Christopher Vakoc en collega’s van het Cold Spring Harbor Lab in de VS hingen hun verhaal op aan onderzoek naar een eiwitcomplex genaamd SWI-SNF, dat chromatine herschikt en zo bepaalde stukken DNA beter afleesbaar maakt. Bekend was al dat acute myeloïde leukemie dit complex nodig heeft om te kunnen voortwoekeren, en de publicatie begint met de ontdekking dat één van de verantwoordelijke delen van het complex een zogeheten bromodomein is dat bekend staat als BRD9.

De actieve plek van dat bromodomein is een diepe inham, van het type dat je vaak kunt blokkeren met een klein molecuul dat er precies in past. In samenwerking met onderzoekers van farmabedrijf Boehringer Ingelheim vond Vakoc inderdaad een passend molecuul, met de werktitel BI-7273. Het lukte om de combinatie van BRD9 en BI-7273 te laten uitkristalliseren, waarna met röntgenkristallografie kon worden vastgesteld dat het precies past (zie de afbeelding). En zowel bij muizen als in menselijke celkweekjes blijkt BI-7273 de progressie van acute leukemie sterk af te remmen.

Alleen bewees dat nog niet dat het een een rechtstreeks gevolg is van het ander. Het zal de eerste keer niet zijn dat een medicijn heel anders werkt dan iedereen denkt.

Vandaar het idee om BRD9 te vervangen door een ánder bromodomein, en te kijken wat er dan gebeurde. In natuurlijke eiwitten komen minstens 68 verschillende bromodomeinen voor die allemaal dezelfde functie hebben, maar verschillende aminozuurvolgordes.

Als vervanger kozen de onderzoekers voor het bromodomein BRD4. Dat lijkt qua structuur sterk op BRD9, maar BI-7273 past er niet in.

Min of meer tot verrassing van de onderzoekers bleek SWI-SNF met BRD4 in plaats van BRD9 nog steeds prima bruikbaar voor leukemiecellen.
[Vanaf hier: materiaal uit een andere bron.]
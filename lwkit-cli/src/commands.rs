//! Command handlers.
//!
//! Launcher commands return a [`LauncherOutput`]; the save action returns
//! the notification text; cache commands return a printable report.

use std::sync::Arc;

use chrono::Utc;
use lwkit_cache::{EntryStatus, TtlCache};
use lwkit_client::{
    ReferenceDataCache, RemoteClient, SaveCoordinator, SaveOutcome, SaveRequest, SaveState,
    SearchAggregator,
};
use lwkit_core::{ApiError, ApiResult, BookmarkApi, CacheTtls, ClientConfig, CollectionId};
use tracing::{debug, info};

use crate::error::CliResult;
use crate::format::{format_bytes, format_duration, format_percent};
use crate::launcher::{
    collection_item, collection_link_item, search_link_item, LauncherItem, LauncherOutput,
};
use crate::query::{
    extract_domain, is_valid_url, normalize_url, parse_save_query, parse_search_query,
};
use crate::save_arg::{self, SaveData};
use crate::title;

/// Everything the network-backed commands need, built once per process.
#[derive(Debug)]
pub struct Services<A> {
    reference: Arc<ReferenceDataCache<A>>,
    search: SearchAggregator<A>,
    saver: SaveCoordinator<A>,
    limit: usize,
}

impl Services<RemoteClient> {
    pub fn from_config(config: &ClientConfig) -> CliResult<Self> {
        let cache = Arc::new(TtlCache::open(&config.cache_dir)?);
        let api = Arc::new(RemoteClient::new(config)?);
        let reference = Arc::new(ReferenceDataCache::new(api, cache, config));
        Ok(Self::new(reference, config.search_limit))
    }
}

impl<A: BookmarkApi> Services<A> {
    pub fn new(reference: Arc<ReferenceDataCache<A>>, limit: usize) -> Self {
        Self {
            search: SearchAggregator::new(reference.clone()),
            saver: SaveCoordinator::new(reference.clone()),
            reference,
            limit,
        }
    }

    // ------------------------------------------------------------------------
    // search
    // ------------------------------------------------------------------------

    pub async fn search(&self, raw_query: &str) -> ApiResult<LauncherOutput> {
        let parsed = parse_search_query(raw_query);
        debug!(
            text = %parsed.text,
            tags = ?parsed.tags,
            collections = ?parsed.collections,
            "parsed query"
        );

        let links = self
            .search
            .search_by_names(&parsed.text, &parsed.collections, &parsed.tags, self.limit)
            .await?;

        if links.is_empty() {
            let items = if raw_query.trim().is_empty() {
                vec![
                    LauncherItem::hint(
                        "Search Links",
                        "Type to search your links by title, content, tags, or URL",
                    ),
                    LauncherItem::hint(
                        "Search Syntax",
                        "Use #tag @collection or mix: 'javascript #tutorial @work'",
                    ),
                    LauncherItem::hint(
                        "Examples",
                        "#work #important @dev python | tag:work collection:reading",
                    ),
                ]
            } else {
                vec![LauncherItem::hint(
                    "No results found",
                    format!("No links found for '{}'", raw_query.trim()),
                )]
            };
            return Ok(LauncherOutput::new(items));
        }

        let full_page = links.len() == self.limit;
        let mut items: Vec<LauncherItem> = links
            .iter()
            .map(|link| search_link_item(link, &parsed))
            .collect();
        if full_page {
            items.push(LauncherItem::hint(
                "More results available...",
                "Refine your search to see more specific results",
            ));
        }
        Ok(LauncherOutput::new(items))
    }

    // ------------------------------------------------------------------------
    // collections and browse
    // ------------------------------------------------------------------------

    /// List collections, or browse one when given `browse:<id>` or
    /// `collection:<id>`.
    pub async fn collections(&self, filter: &str) -> ApiResult<LauncherOutput> {
        if let Some(id) = browse_target(filter) {
            return self.browse(id).await;
        }

        let read = self.reference.collections_read().await?;
        let freshness = read.was_cache_hit().then(|| {
            format!(" • cached {} ago", format_duration(read.staleness(Utc::now())))
        });
        let collections = read.into_value();
        if collections.is_empty() {
            return Ok(LauncherOutput::new(vec![LauncherItem::hint(
                "No collections found",
                "Create some collections first",
            )]));
        }

        let needle = filter.trim().to_lowercase();
        let matching: Vec<_> = collections
            .iter()
            .filter(|c| {
                needle.is_empty()
                    || c.name.to_lowercase().contains(&needle)
                    || c.description
                        .as_deref()
                        .is_some_and(|d| d.to_lowercase().contains(&needle))
            })
            .collect();

        if matching.is_empty() {
            return Ok(LauncherOutput::new(vec![LauncherItem::hint(
                "No matching collections",
                format!("No collections match '{}'", filter.trim()),
            )]));
        }

        let mut items: Vec<LauncherItem> = matching.into_iter().map(collection_item).collect();
        if needle.is_empty() {
            items.insert(
                0,
                LauncherItem::hint(
                    "Browse Collections",
                    format!(
                        "Press Enter on a collection to view its links, or type to filter collections{}",
                        freshness.unwrap_or_default()
                    ),
                ),
            );
        }
        Ok(LauncherOutput::new(items))
    }

    pub async fn browse(&self, collection_id: CollectionId) -> ApiResult<LauncherOutput> {
        let name = self
            .reference
            .list_collections()
            .await?
            .into_iter()
            .find(|c| c.id == Some(collection_id))
            .map(|c| c.name)
            .unwrap_or_else(|| "Unknown Collection".to_string());

        let links = self
            .search
            .links_in_collection(collection_id, self.limit)
            .await?;
        if links.is_empty() {
            return Ok(LauncherOutput::new(vec![LauncherItem::hint(
                "No links in this collection",
                format!("Collection '{name}' is empty"),
            )]));
        }

        let mut items = vec![LauncherItem::hint(
            "← Back to Collections",
            "Return to collection browser (or clear the search)",
        )];
        items.extend(links.iter().map(|link| collection_link_item(link, &name)));
        Ok(LauncherOutput::new(items))
    }

    // ------------------------------------------------------------------------
    // save
    // ------------------------------------------------------------------------

    /// Save a link and return the notification text.
    ///
    /// A blank name is replaced with the page title.
    pub async fn save(&self, data: &SaveData) -> String {
        let url = data.url.trim();
        if url.is_empty() {
            return "Error: No URL to save".to_string();
        }

        let name = match data.name.as_deref().map(str::trim) {
            Some(name) if !name.is_empty() => name.to_string(),
            _ => title::resolve_title(url).await,
        };
        let request = SaveRequest {
            url: url.to_string(),
            name: name.clone(),
            description: data.description.clone().unwrap_or_default(),
            tags: data.tags.clone(),
            collection: data.collection().map(str::to_string),
        };
        info!(
            url = %request.url,
            collection = ?request.collection,
            tags = ?request.tags,
            "saving link"
        );

        match self.saver.save(&request).await {
            Ok(outcome) => save_message(&name, &request, &outcome),
            Err(err) => save_error_message(&name, &err),
        }
    }
}

fn browse_target(filter: &str) -> Option<CollectionId> {
    let filter = filter.trim();
    ["browse:", "collection:"]
        .iter()
        .find_map(|prefix| filter.strip_prefix(prefix))
        .and_then(|id| id.trim().parse().ok())
}

/// Notification text for a save that created the link.
pub fn save_message(title: &str, request: &SaveRequest, outcome: &SaveOutcome) -> String {
    let mut details = Vec::new();
    if let Some(wanted) = request.collection.as_deref() {
        let actual = outcome
            .link
            .collection
            .as_ref()
            .map(|c| c.name.as_str())
            .unwrap_or("default collection");
        match outcome.state {
            SaveState::CollectionAssigned(_) => details.push(format!("@{wanted}")),
            _ => details.push(format!("@{actual} (manual move to @{wanted} needed)")),
        }
    }
    if !request.tags.is_empty() {
        details.push(format!("#{}", request.tags.join(", #")));
    }
    if details.is_empty() {
        format!("{title}\nSaved to default collection")
    } else {
        format!("{title}\n{}", details.join(" • "))
    }
}

/// Notification text for a save that failed outright.
pub fn save_error_message(title: &str, err: &ApiError) -> String {
    match err {
        ApiError::Conflict { .. } => {
            format!("Link Already Exists\n{title}\nThis URL is already saved")
        }
        ApiError::Unauthorized { .. } => {
            "Authentication Error\nInvalid API token\nCheck LW_API_TOKEN".to_string()
        }
        ApiError::NotFound { .. } => {
            "Connection Error\nAPI endpoint not found\nCheck LW_API_URL".to_string()
        }
        ApiError::BadRequest { .. } => {
            "Invalid Request\nBad URL format\nPlease check the URL and try again".to_string()
        }
        other => format!("Save Failed\n{title}\nFailed to save link: {other}"),
    }
}

/// Preview what a save will do. Needs no network.
pub fn save_filter(input: &str) -> CliResult<LauncherOutput> {
    if input.trim().is_empty() {
        return Ok(LauncherOutput::new(vec![
            LauncherItem::hint("Save Link", "Enter URL with optional tags and collections"),
            LauncherItem::hint("Syntax Examples", "example.com #work #important @dev"),
            LauncherItem::hint("Auto HTTPS", "github.com becomes https://github.com automatically"),
        ]));
    }

    let parsed = parse_save_query(input);
    if is_valid_url(&parsed.url) {
        let mut parts = vec![format!("URL: {}", parsed.url)];
        if !parsed.tags.is_empty() {
            let tags: Vec<String> = parsed.tags.iter().map(|t| format!("#{t}")).collect();
            parts.push(format!("Tags: {}", tags.join(", ")));
        }
        if !parsed.collections.is_empty() {
            let cols: Vec<String> = parsed.collections.iter().map(|c| format!("@{c}")).collect();
            parts.push(format!("Collections: {}", cols.join(", ")));
        }
        parts.push("Press Enter to save".to_string());

        let domain = extract_domain(&parsed.url);
        let arg = save_arg::encode(&SaveData::from(parsed))?;
        return Ok(LauncherOutput::new(vec![LauncherItem::new(
            format!("Save: {domain}"),
            parts.join(" • "),
            arg,
        )]));
    }

    let mut items = Vec::new();
    if input.contains('.') {
        items.push(LauncherItem::hint(
            "Auto-fix URL?",
            format!("Did you mean: {}", normalize_url(input)),
        ));
    }
    items.extend([
        LauncherItem::hint("Save Syntax", "example.com #work @dev (auto-adds https://)"),
        LauncherItem::hint(
            "Multiple Tags & Collections",
            "github.com #coding #tutorial @work @reference",
        ),
        LauncherItem::hint("Just URL works too", "https://example.com or example.com"),
    ]);
    Ok(LauncherOutput::new(items))
}

// ----------------------------------------------------------------------------
// cache maintenance
// ----------------------------------------------------------------------------

const RULE: &str = "========================================";

fn location_block(cache: &TtlCache) -> String {
    let info = cache.info();
    format!(
        "Cache Directory: {}\nCache Files: {}\nTotal Size: {}\n",
        info.location.display(),
        info.entry_count,
        format_bytes(info.total_size_bytes)
    )
}

/// Counters, hit rate, and configured TTLs.
pub fn cache_stats(cache: &TtlCache, ttls: &CacheTtls) -> String {
    let stats = cache.stats();
    let mut out = format!("Cache Statistics\n{RULE}\n{}\n", location_block(cache));

    out.push_str("Cache Configuration:\n");
    for (category, secs, mins) in ttls.summary() {
        out.push_str(&format!("  {} TTL: {mins}m ({secs}s)\n", capitalize(category.as_str())));
    }
    out.push('\n');

    out.push_str(&format!(
        "Request Statistics:\n  Hits: {}\n  Misses: {}\n  Total Requests: {}\n  Hit Rate: {}\n\n",
        stats.hits,
        stats.misses,
        stats.total_requests(),
        format_percent(stats.hit_rate())
    ));
    out.push_str(&format!(
        "Cache Operations:\n  Sets: {}\n  Expired: {}\n  Errors: {}\n",
        stats.sets, stats.expired, stats.errors
    ));
    if stats.total_requests() == 0 {
        out.push_str("\nNo cache activity in this process.\n");
    }
    out
}

/// Per-entry size, age, status, and item count.
pub fn cache_info(cache: &TtlCache) -> String {
    let mut out = format!("Cache Information\n{RULE}\n{}\n", location_block(cache));
    let entries = cache.entries();
    out.push_str("Cache Files:\n");
    if entries.is_empty() {
        out.push_str("  No cache files found\n");
        return out;
    }

    for entry in entries {
        let size = format_bytes(entry.size_bytes);
        if entry.status == EntryStatus::Unreadable {
            out.push_str(&format!("  {} (Size: {size}) - Cannot read content\n", entry.file_name));
            continue;
        }
        out.push_str(&format!("  {}\n      Size: {size}\n", entry.file_name));
        if let Some(created) = entry.created_at {
            out.push_str(&format!(
                "      Created: {}\n",
                created.format("%Y-%m-%d %H:%M:%S")
            ));
        }
        if let Some(age) = entry.age {
            out.push_str(&format!("      Age: {}\n", format_duration(age)));
        }
        match entry.status {
            EntryStatus::Valid => {
                out.push_str("      Status: valid\n");
                if let Some(remaining) = entry.remaining {
                    out.push_str(&format!("      Expires in: {}\n", format_duration(remaining)));
                }
            }
            _ => out.push_str("      Status: expired\n"),
        }
        if let Some(count) = entry.item_count {
            out.push_str(&format!("      Data: {count} items\n"));
        }
    }
    out
}

/// Remove every entry and reset statistics.
pub fn cache_clear(cache: &TtlCache) -> String {
    let removed = cache.clear();
    cache.reset_stats();
    format!("Cleared {removed} cache entries\nCache statistics have been reset.")
}

/// Remove expired and unreadable entries.
pub fn cache_cleanup(cache: &TtlCache) -> String {
    match cache.cleanup_expired() {
        0 => "No expired entries found".to_string(),
        n => format!("Removed {n} expired cache entries"),
    }
}

fn capitalize(word: &str) -> String {
    let mut chars = word.chars();
    match chars.next() {
        Some(first) => first.to_uppercase().chain(chars).collect(),
        None => String::new(),
    }
}
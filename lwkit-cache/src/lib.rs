//! Durable TTL cache shared across short-lived lwkit processes.
//!
//! Every invocation of the `lw` binary is a fresh process, so memoized
//! reference data has to live on disk. [`TtlCache`] stores one JSON file per
//! entry under a cache directory; a corrupted or half-written file only ever
//! costs a cache miss for that one key.
//!
//! # Keys
//!
//! [`CacheKey`] retains only `[A-Za-z0-9_.-]` from the logical key. Keys for
//! reference data are scoped to the API endpoint and a SHA-256 digest of the
//! bearer token, so two credentials never share an entry.
//!
//! # Example
//!
//! ```ignore
//! let cache = TtlCache::open(config.cache_dir)?;
//! let key = CacheKey::scoped(PayloadKind::Tags, &config.api_url, &config.api_token);
//! cache.set(&key, CachePayload::TagList(tags), 600);
//! if let Some(CachePayload::TagList(tags)) = cache.get(&key) {
//!     // served without a network call
//! }
//! ```

pub mod clock;
pub mod entry;
pub mod error;
pub mod key;
pub mod read;
pub mod stats;
pub mod store;

pub use clock::{Clock, SystemClock};
pub use entry::{CacheEntry, CachePayload, PayloadKind};
pub use error::CacheError;
pub use key::CacheKey;
pub use read::CacheRead;
pub use stats::CacheStats;
pub use store::{CacheInfo, EntryStatus, EntrySummary, TtlCache};
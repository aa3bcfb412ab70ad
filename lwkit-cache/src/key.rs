//! Cache key derivation.
//!
//! A [`CacheKey`] is the sanitized file stem of a cache entry. Keys for
//! reference data are scoped to a credential: the only public constructor
//! for them requires the API URL and token, so listing data fetched with one
//! token can never be served to another.

use sha2::{Digest, Sha256};

use crate::entry::PayloadKind;

/// Stem used when sanitization leaves nothing.
const EMPTY_KEY_STEM: &str = "_";

/// A sanitized cache key.
///
/// Contains only ASCII alphanumerics plus `_`, `-` and `.`, so it is always
/// a safe single path component.
#[derive(Debug, Clone, PartialEq, Eq, Hash, PartialOrd, Ord)]
pub struct CacheKey {
    stem: String,
}

impl CacheKey {
    /// Derive a key from a caller-supplied logical key.
    ///
    /// Characters outside `[A-Za-z0-9_.-]` are dropped. A key that sanitizes
    /// to nothing, or to only dots, maps to `_`.
    pub fn new(logical: &str) -> Self {
        let stem: String = logical
            .chars()
            .filter(|c| c.is_ascii_alphanumeric() || matches!(c, '_' | '-' | '.'))
            .collect();
        if stem.chars().all(|c| c == '.') {
            return Self {
                stem: EMPTY_KEY_STEM.to_string(),
            };
        }
        Self { stem }
    }

    /// Key for one kind of reference data fetched with one credential.
    ///
    /// Format: `{kind}_{api_url}_{sha256(token)}`, then sanitized.
    pub fn scoped(kind: PayloadKind, api_url: &str, api_token: &str) -> Self {
        Self::new(&format!(
            "{}_{}_{}",
            kind.as_str(),
            api_url,
            credential_digest(api_token)
        ))
    }

    /// The sanitized stem.
    pub fn as_str(&self) -> &str {
        &self.stem
    }

    /// File name of the entry backing this key.
    pub fn file_name(&self) -> String {
        format!("{}.json", self.stem)
    }
}

impl std::fmt::Display for CacheKey {
    fn fmt(&self, f: &mut std::fmt::Formatter<'_>) -> std::fmt::Result {
        f.write_str(&self.stem)
    }
}

/// Full SHA-256 hex digest of a credential.
pub fn credential_digest(api_token: &str) -> String {
    hex::encode(Sha256::digest(api_token.as_bytes()))
}
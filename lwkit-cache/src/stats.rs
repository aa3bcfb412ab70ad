use serde::{Deserialize, Serialize};

/// Statistics about cache usage in this process.
///
/// Counters only ever increase (until [`TtlCache::reset_stats`](crate::TtlCache::reset_stats))
/// and are not persisted: each invocation starts from zero.
#[derive(Debug, Clone, Copy, Default, PartialEq, Eq, Serialize, Deserialize)]
pub struct CacheStats {
    /// Number of cache hits.
    pub hits: u64,
    /// Number of cache misses, including expired and unreadable entries.
    pub misses: u64,
    /// Number of successful writes.
    pub sets: u64,
    /// Number of entries removed because they expired or were unreadable.
    pub expired: u64,
    /// Number of I/O or decode failures absorbed by the cache.
    pub errors: u64,
}

impl CacheStats {
    /// Calculate the hit rate (0.0 to 1.0).
    pub fn hit_rate(&self) -> f64 {
        let total = self.total_requests();
        if total == 0 {
            0.0
        } else {
            self.hits as f64 / total as f64
        }
    }

    pub fn total_requests(&self) -> u64 {
        self.hits + self.misses
    }
}

#[cfg(test)]
mod tests {
    use super::*;

    #[test]
    fn test_hit_rate_empty() {
        assert_eq!(CacheStats::default().hit_rate(), 0.0);
    }

    #[test]
    fn test_hit_rate() {
        let stats = CacheStats {
            hits: 3,
            misses: 1,
            ..CacheStats::default()
        };
        assert_eq!(stats.total_requests(), 4);
        assert!((stats.hit_rate() - 0.75).abs() < f64::EPSILON);
    }
}
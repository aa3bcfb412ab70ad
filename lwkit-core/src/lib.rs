//! lwkit Core - Bookmark Types
//!
//! Data structures shared by every lwkit crate: remote entities, search
//! filter expansion, the remote API seam, configuration, and the error
//! taxonomy. Orchestration lives in lwkit-client; persistence in lwkit-cache.

pub mod api;
pub mod config;
pub mod entities;
pub mod error;
pub mod filter;
pub mod identity;

pub use api::{ApiEnvelope, BookmarkApi};
pub use config::{
    cache_dir_from_lookup, default_cache_dir, CacheTtls, ClientConfig, TtlCategory,
    DEFAULT_REQUEST_TIMEOUT_SECS, DEFAULT_SEARCH_LIMIT, MAX_TTL_SECS, MIN_TTL_SECS,
};
pub use entities::{
    Collection, CollectionCount, CollectionRef, Link, LinkUpdate, NewCollection, NewLink, Tag,
};
pub use error::{ApiError, ApiResult, ConfigError};
pub use filter::{FilterCombination, SearchFilterSet, SearchParams, SearchSort};
pub use identity::{CollectionId, LinkId, OwnerId, TagId};
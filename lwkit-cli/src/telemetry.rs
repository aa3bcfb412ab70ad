//! Logging initialization.
//!
//! Logs go to stderr; stdout belongs to the launcher.

use tracing_subscriber::{layer::SubscriberExt, util::SubscriberInitExt, EnvFilter};

const DEFAULT_FILTER: &str = "warn";

/// Log output format selected by `LW_LOG_FORMAT`.
#[derive(Debug, Clone, Copy, PartialEq, Eq)]
pub enum LogFormat {
    Text,
    Json,
}

impl LogFormat {
    pub fn parse(raw: Option<&str>) -> Self {
        match raw.map(str::trim) {
            Some(value) if value.eq_ignore_ascii_case("json") => Self::Json,
            _ => Self::Text,
        }
    }
}

/// Filter directive: `LW_LOG`, then `RUST_LOG`, then `warn`.
pub fn filter_directive<F>(lookup: F) -> String
where
    F: Fn(&str) -> Option<String>,
{
    ["LW_LOG", "RUST_LOG"]
        .iter()
        .filter_map(|key| lookup(key))
        .find(|value| !value.trim().is_empty())
        .unwrap_or_else(|| DEFAULT_FILTER.to_string())
}

/// Install the global subscriber. Safe to call more than once; later calls
/// are ignored.
pub fn init_logging() {
    let lookup = |key: &str| std::env::var(key).ok();
    let directive = filter_directive(lookup);
    let filter = EnvFilter::try_new(&directive).unwrap_or_else(|_| EnvFilter::new(DEFAULT_FILTER));
    let format = LogFormat::parse(lookup("LW_LOG_FORMAT").as_deref());

    let registry = tracing_subscriber::registry().with(filter);
    let result = match format {
        LogFormat::Json => registry
            .with(tracing_subscriber::fmt::layer().json().with_writer(std::io::stderr))
            .try_init(),
        LogFormat::Text => registry
            .with(
                tracing_subscriber::fmt::layer()
                    .with_writer(std::io::stderr)
                    .with_ansi(false),
            )
            .try_init(),
    };
    if let Err(err) = result {
        eprintln!("logging already initialized: {err}");
    }
}

#[cfg(test)]
mod tests {
    use super::*;

    #[test]
    fn test_filter_precedence() {
        let both = |key: &str| match key {
            "LW_LOG" => Some("debug".to_string()),
            "RUST_LOG" => Some("info".to_string()),
            _ => None,
        };
        assert_eq!(filter_directive(both), "debug");

        let rust_only = |key: &str| (key == "RUST_LOG").then(|| "lwkit_client=trace".to_string());
        assert_eq!(filter_directive(rust_only), "lwkit_client=trace");

        let blank = |key: &str| (key == "LW_LOG").then(|| " ".to_string());
        assert_eq!(filter_directive(blank), "warn");
    }

    #[test]
    fn test_log_format() {
        assert_eq!(LogFormat::parse(Some("JSON")), LogFormat::Json);
        assert_eq!(LogFormat::parse(Some("pretty")), LogFormat::Text);
        assert_eq!(LogFormat::parse(None), LogFormat::Text);
    }
}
Minder verrassend was dat BI-7273 niets meer tegen de leukemie kon uitrichten, wat het zeer waarschijnlijk maakt dat de interactie met BRD9 inderdaad de enige reden is dat dit molecuul werkt.

Het uitwisselen van zo’n eiwitdomein is een kwestie van genetische modificatie. Tegenwoordig is dat routinewerk, en in principe hoef je er niet eens voor te weten hoe die domeinen er precies uitzien.. De onderzoekers stellen dan ook dat je zo de werking van een kandidaatmedicijn ongekend eenvoudig kunt checken.